[Saved data entries]
##############################
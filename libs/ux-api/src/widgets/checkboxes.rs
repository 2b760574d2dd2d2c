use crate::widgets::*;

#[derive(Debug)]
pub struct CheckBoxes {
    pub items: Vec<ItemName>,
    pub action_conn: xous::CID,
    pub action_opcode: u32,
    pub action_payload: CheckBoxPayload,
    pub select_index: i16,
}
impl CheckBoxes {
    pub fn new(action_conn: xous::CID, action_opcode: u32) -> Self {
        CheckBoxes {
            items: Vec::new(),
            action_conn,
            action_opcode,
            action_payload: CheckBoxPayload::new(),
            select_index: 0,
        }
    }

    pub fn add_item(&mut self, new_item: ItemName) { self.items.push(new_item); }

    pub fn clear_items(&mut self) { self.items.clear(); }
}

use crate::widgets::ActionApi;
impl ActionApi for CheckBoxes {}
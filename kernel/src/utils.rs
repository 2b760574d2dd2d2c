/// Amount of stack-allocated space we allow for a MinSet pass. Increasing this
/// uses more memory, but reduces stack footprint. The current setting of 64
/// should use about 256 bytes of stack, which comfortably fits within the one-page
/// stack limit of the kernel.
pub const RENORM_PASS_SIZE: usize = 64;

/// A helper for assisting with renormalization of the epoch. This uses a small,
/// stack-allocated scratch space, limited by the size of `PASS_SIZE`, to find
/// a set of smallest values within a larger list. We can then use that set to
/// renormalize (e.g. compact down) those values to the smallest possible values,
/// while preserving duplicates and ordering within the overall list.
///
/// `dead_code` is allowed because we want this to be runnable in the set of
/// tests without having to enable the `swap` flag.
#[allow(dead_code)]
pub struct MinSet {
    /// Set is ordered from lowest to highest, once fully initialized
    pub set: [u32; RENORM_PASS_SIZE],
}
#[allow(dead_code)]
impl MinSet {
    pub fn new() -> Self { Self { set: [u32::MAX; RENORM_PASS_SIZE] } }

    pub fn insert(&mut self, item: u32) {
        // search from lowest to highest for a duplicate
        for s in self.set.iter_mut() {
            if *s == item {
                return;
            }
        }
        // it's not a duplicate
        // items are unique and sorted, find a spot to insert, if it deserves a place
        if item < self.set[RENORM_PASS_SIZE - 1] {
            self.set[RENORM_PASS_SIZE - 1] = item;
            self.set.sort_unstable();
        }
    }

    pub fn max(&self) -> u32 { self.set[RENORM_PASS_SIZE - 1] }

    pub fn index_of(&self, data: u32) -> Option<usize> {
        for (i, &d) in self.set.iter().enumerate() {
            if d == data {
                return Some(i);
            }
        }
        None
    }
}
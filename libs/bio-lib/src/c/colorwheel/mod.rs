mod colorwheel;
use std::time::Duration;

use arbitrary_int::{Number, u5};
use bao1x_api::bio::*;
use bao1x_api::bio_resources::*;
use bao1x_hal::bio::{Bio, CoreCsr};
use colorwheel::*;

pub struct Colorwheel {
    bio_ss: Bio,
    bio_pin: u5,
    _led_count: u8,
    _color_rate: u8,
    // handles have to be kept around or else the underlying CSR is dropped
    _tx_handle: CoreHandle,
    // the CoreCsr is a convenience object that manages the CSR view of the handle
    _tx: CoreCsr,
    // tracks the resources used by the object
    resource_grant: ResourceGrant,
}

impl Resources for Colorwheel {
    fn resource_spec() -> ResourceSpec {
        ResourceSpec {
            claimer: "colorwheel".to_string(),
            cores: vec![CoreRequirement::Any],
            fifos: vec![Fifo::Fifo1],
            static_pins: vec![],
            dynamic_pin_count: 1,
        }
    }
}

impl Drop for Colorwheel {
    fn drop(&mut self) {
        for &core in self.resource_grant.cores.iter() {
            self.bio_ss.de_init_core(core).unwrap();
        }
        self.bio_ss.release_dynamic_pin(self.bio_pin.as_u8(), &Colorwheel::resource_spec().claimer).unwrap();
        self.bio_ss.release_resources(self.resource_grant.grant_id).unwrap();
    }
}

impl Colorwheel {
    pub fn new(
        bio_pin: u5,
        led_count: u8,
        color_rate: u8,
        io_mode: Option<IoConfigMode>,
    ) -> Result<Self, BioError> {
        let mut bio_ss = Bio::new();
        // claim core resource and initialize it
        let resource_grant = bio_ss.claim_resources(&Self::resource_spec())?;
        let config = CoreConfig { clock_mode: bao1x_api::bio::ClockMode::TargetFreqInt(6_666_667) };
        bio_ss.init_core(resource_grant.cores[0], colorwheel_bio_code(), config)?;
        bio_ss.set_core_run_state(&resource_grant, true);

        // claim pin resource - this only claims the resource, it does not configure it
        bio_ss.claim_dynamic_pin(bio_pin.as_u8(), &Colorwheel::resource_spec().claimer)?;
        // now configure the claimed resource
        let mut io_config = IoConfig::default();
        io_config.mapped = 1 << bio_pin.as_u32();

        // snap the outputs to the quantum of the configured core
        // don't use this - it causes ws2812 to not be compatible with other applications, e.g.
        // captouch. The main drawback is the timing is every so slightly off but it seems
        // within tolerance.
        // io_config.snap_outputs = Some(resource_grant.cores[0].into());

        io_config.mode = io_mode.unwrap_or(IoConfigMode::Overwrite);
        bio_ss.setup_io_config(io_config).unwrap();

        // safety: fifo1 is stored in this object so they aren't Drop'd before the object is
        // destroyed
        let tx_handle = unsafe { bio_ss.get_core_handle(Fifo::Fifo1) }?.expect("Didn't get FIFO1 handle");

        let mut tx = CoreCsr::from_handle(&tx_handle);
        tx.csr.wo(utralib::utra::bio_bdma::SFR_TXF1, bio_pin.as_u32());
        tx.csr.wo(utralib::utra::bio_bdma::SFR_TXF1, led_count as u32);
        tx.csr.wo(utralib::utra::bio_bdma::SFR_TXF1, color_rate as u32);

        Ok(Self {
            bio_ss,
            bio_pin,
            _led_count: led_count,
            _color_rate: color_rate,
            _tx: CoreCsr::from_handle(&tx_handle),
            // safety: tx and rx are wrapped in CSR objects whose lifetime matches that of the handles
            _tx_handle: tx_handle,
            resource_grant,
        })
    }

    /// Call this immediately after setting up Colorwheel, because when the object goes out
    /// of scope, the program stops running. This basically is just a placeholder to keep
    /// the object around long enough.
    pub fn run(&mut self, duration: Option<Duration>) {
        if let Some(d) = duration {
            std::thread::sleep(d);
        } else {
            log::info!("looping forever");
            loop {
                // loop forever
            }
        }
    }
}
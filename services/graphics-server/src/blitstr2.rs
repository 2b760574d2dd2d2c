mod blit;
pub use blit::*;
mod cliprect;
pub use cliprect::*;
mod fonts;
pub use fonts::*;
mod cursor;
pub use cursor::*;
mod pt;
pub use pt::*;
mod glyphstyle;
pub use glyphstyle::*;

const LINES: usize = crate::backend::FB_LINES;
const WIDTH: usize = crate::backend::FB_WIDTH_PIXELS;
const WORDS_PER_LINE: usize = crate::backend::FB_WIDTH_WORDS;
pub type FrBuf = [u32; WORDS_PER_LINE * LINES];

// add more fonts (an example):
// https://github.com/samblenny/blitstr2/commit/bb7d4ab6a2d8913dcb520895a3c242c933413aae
##############################
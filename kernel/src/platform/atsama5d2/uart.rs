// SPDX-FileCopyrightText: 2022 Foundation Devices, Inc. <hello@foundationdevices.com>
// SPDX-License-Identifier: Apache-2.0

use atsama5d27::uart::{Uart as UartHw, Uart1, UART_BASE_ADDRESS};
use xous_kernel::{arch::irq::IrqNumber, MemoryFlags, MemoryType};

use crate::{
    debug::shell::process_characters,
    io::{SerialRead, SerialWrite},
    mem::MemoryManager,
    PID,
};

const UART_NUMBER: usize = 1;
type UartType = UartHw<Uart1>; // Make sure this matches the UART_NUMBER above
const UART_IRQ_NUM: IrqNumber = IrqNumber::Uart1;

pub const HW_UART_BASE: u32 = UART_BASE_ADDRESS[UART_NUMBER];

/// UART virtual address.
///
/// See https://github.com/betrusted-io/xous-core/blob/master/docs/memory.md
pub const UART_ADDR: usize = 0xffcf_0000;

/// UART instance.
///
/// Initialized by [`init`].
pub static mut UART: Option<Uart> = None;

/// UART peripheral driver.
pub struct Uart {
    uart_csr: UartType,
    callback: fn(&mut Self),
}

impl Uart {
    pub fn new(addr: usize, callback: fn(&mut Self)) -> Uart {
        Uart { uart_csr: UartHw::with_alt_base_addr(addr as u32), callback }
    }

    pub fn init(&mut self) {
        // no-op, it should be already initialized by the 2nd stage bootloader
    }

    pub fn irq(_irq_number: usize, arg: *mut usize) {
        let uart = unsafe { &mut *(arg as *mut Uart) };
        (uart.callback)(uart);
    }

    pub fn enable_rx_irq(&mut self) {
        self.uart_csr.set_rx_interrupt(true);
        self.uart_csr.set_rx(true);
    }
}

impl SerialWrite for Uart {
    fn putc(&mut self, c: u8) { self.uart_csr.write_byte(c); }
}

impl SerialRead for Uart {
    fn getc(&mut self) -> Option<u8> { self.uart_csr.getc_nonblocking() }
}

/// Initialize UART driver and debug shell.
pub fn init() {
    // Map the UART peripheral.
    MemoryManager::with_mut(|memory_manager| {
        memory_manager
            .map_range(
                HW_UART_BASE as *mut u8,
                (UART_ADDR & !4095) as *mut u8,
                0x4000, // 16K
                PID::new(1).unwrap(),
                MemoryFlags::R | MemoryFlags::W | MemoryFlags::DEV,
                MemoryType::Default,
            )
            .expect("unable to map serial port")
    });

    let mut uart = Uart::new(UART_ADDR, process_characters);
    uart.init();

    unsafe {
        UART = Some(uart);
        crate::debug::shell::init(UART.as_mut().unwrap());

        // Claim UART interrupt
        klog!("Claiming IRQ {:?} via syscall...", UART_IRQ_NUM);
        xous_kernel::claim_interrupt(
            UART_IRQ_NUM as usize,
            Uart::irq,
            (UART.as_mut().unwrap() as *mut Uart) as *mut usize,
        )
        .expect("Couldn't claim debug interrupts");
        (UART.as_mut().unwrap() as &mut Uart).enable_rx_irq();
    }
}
##############################
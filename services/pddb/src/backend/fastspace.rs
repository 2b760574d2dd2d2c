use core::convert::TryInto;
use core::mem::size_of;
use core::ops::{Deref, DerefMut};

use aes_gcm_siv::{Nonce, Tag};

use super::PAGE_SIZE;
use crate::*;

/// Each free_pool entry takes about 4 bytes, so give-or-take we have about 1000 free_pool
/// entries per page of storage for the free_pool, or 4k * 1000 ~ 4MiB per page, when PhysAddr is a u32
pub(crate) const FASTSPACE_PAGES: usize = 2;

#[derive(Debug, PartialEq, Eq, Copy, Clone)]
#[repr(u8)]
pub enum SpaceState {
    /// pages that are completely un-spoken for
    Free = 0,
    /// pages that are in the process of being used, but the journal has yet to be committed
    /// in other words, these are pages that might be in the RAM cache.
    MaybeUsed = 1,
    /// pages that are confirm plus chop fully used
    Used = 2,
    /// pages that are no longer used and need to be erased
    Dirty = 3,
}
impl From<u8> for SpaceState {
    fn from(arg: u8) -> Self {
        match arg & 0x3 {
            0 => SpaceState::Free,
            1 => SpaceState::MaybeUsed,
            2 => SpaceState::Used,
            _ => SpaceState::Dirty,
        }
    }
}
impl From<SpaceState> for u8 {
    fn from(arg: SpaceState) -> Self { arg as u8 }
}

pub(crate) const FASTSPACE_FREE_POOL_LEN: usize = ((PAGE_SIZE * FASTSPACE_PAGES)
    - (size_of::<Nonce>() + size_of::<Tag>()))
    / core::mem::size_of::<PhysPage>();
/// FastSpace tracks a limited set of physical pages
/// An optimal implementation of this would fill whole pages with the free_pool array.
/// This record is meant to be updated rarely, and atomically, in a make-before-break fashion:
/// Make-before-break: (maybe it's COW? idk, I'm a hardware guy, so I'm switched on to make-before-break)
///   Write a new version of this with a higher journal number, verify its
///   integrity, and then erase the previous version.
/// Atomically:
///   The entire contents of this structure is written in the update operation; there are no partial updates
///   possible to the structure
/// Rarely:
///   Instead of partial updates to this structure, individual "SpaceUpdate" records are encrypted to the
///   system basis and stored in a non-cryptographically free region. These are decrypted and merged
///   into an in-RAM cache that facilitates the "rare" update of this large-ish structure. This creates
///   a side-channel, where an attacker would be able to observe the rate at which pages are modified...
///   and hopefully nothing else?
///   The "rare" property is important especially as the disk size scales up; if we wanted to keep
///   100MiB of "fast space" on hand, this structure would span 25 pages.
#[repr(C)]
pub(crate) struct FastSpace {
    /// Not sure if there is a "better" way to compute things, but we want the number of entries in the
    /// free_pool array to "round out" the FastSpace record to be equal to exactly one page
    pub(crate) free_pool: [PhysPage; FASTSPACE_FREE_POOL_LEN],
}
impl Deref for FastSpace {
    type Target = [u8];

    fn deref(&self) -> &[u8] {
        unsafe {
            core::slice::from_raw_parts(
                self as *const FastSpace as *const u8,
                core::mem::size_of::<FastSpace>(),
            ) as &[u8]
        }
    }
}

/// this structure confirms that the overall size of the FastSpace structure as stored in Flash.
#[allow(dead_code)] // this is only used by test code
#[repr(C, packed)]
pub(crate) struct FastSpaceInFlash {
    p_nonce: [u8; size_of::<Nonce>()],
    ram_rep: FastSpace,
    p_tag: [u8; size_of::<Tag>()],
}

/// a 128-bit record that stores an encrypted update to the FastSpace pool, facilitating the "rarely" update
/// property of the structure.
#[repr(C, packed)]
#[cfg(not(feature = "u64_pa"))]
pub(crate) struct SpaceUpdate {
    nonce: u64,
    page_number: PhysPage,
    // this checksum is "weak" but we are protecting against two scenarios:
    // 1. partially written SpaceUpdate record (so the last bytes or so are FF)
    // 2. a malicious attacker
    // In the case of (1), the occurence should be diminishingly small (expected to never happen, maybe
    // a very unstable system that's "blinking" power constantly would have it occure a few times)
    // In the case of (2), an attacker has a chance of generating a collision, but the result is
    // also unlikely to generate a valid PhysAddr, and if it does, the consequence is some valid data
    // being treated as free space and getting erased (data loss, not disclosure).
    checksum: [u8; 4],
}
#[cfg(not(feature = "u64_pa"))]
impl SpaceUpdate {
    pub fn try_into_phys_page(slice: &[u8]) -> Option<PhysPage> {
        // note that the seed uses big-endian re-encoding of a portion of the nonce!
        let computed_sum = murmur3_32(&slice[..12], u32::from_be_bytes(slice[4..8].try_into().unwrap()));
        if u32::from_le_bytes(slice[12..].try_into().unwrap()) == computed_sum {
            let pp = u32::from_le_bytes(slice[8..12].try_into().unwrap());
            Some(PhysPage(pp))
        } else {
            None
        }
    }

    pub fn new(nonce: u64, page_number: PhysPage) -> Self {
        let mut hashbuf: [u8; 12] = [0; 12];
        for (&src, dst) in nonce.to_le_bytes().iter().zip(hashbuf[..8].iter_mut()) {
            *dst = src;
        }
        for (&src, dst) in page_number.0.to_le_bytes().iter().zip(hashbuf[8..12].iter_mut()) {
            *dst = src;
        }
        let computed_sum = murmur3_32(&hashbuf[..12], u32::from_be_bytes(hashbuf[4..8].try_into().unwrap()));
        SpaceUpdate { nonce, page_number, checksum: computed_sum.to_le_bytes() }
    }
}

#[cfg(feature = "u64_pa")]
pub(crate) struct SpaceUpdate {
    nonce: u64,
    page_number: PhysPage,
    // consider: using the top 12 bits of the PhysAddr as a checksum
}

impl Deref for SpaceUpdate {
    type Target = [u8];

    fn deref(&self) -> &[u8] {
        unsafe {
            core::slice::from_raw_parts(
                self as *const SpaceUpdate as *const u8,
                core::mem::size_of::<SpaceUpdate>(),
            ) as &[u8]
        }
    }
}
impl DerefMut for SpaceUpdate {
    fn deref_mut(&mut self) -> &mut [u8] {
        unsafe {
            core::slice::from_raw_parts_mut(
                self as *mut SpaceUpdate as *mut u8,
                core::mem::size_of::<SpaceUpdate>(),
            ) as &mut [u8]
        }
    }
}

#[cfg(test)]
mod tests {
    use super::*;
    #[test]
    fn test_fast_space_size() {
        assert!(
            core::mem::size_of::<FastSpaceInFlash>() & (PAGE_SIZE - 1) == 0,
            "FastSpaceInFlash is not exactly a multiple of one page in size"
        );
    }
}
##############################
TASK - Given the data above, transcribe exactly the lines from the one containing "filename libs/ux-api/src/widgets/checkboxes.rs" down to the one containing "pub fn add_item(&mut", and no others.

FINAL ANSWER -
filename libs/ux-api/src/widgets/checkboxes.rs
repository 2b760574d2dd2d2c
use crate::widgets::*;

#[derive(Debug)]
pub struct CheckBoxes {
    pub items: Vec<ItemName>,
    pub action_conn: xous::CID,
    pub action_opcode: u32,
    pub action_payload: CheckBoxPayload,
    pub select_index: i16,
}
impl CheckBoxes {
    pub fn new(action_conn: xous::CID, action_opcode: u32) -> Self {
        CheckBoxes {
            items: Vec::new(),
            action_conn,
            action_opcode,
            action_payload: CheckBoxPayload::new(),
            select_index: 0,
        }
    }

    pub fn add_item(&mut self, new_item: ItemName) { self.items.push(new_item); }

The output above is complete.